In the central roles of Gaylord Ravenal and Magnolia Hawks, Michael Todd Simpson and Andriana Churchman have precious little chemistry, denying the evening a crucial emotional through-line and blunting the epic scope of the storytelling. Simpson possesses an elegant, mellifluous baritone yet is a dramatic blank, lacking his character’s rakish charm. Churchman, meanwhile, appears ill-suited for the youthful naïveté of Magnolia in Act I and only fully comes to life in her character’s more sophisticated, resourceful, and world-weary incarnation in Act II.
Soloman Howard, one of the WNO’s Domingo-Cafritz Young Artists, displays the abundant promise of his firm, dark-hued bass as the stevedore Joe. Yet a precipitous drop-off in power in Howard’s upper register keeps the show’s central number, “Ol’ Man River”, from achieving its truly galvanic effect. It is a merely good performance of a song that demands greatness.
As Joe’s wife Queenie, Angela Renée Simpson powerfully evokes a strong sense of melancholy and foreboding in “Mis’ry’s Comin’ Aroun’.” Lara Teeter and Cindy Gold, as Captain Andy and Parthy Hawks, bring much-needed comic energy and charm to the proceedings, even if their characterizations verge on cartoonish.

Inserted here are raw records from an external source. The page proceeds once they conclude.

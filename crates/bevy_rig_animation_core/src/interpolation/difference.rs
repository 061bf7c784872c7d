use crate::{
    humanoid::{BODY_DOF_COUNT, Goal},
    mask::PoseMask,
    pose::{Pose, algebra::difference_transform},
};

/// Turns a reference pose into the difference between an overlay pose and itself, so that adding
/// the result back onto the reference yields the overlay.
pub struct DifferenceInterpolator {
    pub mask: PoseMask,
}

impl DifferenceInterpolator {
    pub fn interpolate_pose(&self, base: &mut Pose, overlay: &Pose) {
        if self.mask.root {
            base.root = difference_transform(&base.root, &overlay.root);
        }
        for index in 0..BODY_DOF_COUNT {
            if self.mask.has_dof(index) {
                base.dofs[index] = overlay.dofs[index] - base.dofs[index];
            }
        }
        for goal in Goal::ALL {
            if self.mask.has_goal(goal) {
                let i = goal.index();
                base.goals[i] = difference_transform(&base.goals[i], &overlay.goals[i]);
            }
        }
        if self.mask.left_hand {
            for (a, b) in base.left_hand.dofs.iter_mut().zip(&overlay.left_hand.dofs) {
                *a = b - *a;
            }
        }
        if self.mask.right_hand {
            for (a, b) in base.right_hand.dofs.iter_mut().zip(&overlay.right_hand.dofs) {
                *a = b - *a;
            }
        }
    }
}
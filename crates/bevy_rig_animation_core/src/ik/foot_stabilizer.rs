use bevy::{reflect::Reflect, transform::components::Transform};

use crate::pose::algebra::{inverse_transform, lerp_transform};

/// Goal speed, in normalized units per second, under which a foot is held in place.
const LINEAR_THRESHOLD: f32 = 0.05;
/// Speed range over which the foot goes from held to following.
const LINEAR_RAMP: f32 = 0.3;
const ANGULAR_THRESHOLD: f32 = 0.5;
const ANGULAR_RAMP: f32 = 3.;
/// Time constant of the follow rate filter, in seconds.
const FILTER_TIME: f32 = 0.1;
/// A held foot still drifts toward its goal at this rate.
const MIN_FOLLOW: f32 = 0.05;

/// Last stabilized goal of one foot, in character space.
#[derive(Reflect, Debug, Clone, Copy, PartialEq)]
pub struct FootMemory {
    pub transform: Transform,
    /// Filtered share of the new goal taken each tick.
    pub follow: f32,
    pub valid: bool,
}

impl Default for FootMemory {
    fn default() -> Self {
        Self {
            transform: Transform::IDENTITY,
            follow: 1.,
            valid: false,
        }
    }
}

impl FootMemory {
    /// Filters a foot goal against the previous one.
    ///
    /// The previous goal is carried through the tick's inverse root motion first, so that a
    /// foot planted in the world reads as still. `root_delta` and the goals are in character
    /// units; `scale` converts speeds back to normalized units.
    pub fn stabilize(
        &mut self,
        goal: &Transform,
        root_delta: &Transform,
        dt: f32,
        scale: f32,
    ) -> Transform {
        if !self.valid || dt <= 0. || scale <= 0. {
            self.store(goal);
            return *goal;
        }
        let previous = inverse_transform(root_delta) * self.transform;

        let linear_speed = previous.translation.distance(goal.translation) / (dt * scale);
        let angular_speed = previous.rotation.angle_between(goal.rotation) / dt;
        let rate = ramp(linear_speed, LINEAR_THRESHOLD, LINEAR_RAMP)
            .max(ramp(angular_speed, ANGULAR_THRESHOLD, ANGULAR_RAMP))
            .max(MIN_FOLLOW);
        let smoothing = 1. - (-dt / FILTER_TIME).exp();
        self.follow += (rate - self.follow) * smoothing;

        self.transform = lerp_transform(&previous, goal, self.follow);
        self.transform
    }

    /// Records an unfiltered goal.
    pub fn store(&mut self, goal: &Transform) {
        self.transform = *goal;
        self.follow = 1.;
        self.valid = true;
    }

    pub fn invalidate(&mut self) {
        self.valid = false;
    }
}

fn ramp(speed: f32, threshold: f32, range: f32) -> f32 {
    ((speed - threshold) / range).clamp(0., 1.)
}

Only the luminous soprano Alyson Cambridge captures the emotional heart of the show in her beautifully realized portrayal of the doomed Julie LaVerne. Cambridge brings to “Can’t Help Loving Dat Man” both a bluesy warmth and a playful sense of romanticism. And in the second act, the evening reaches its high point in Cambridge’s poignant, vulnerable, and ultimately heartbreaking rendition of “Bill”, a performance that aches with longing and despair. It is a doubly painful experience, as it all too briefly reveals the full emotional potential of this granddaddy of American musicals and points the way to what might have been.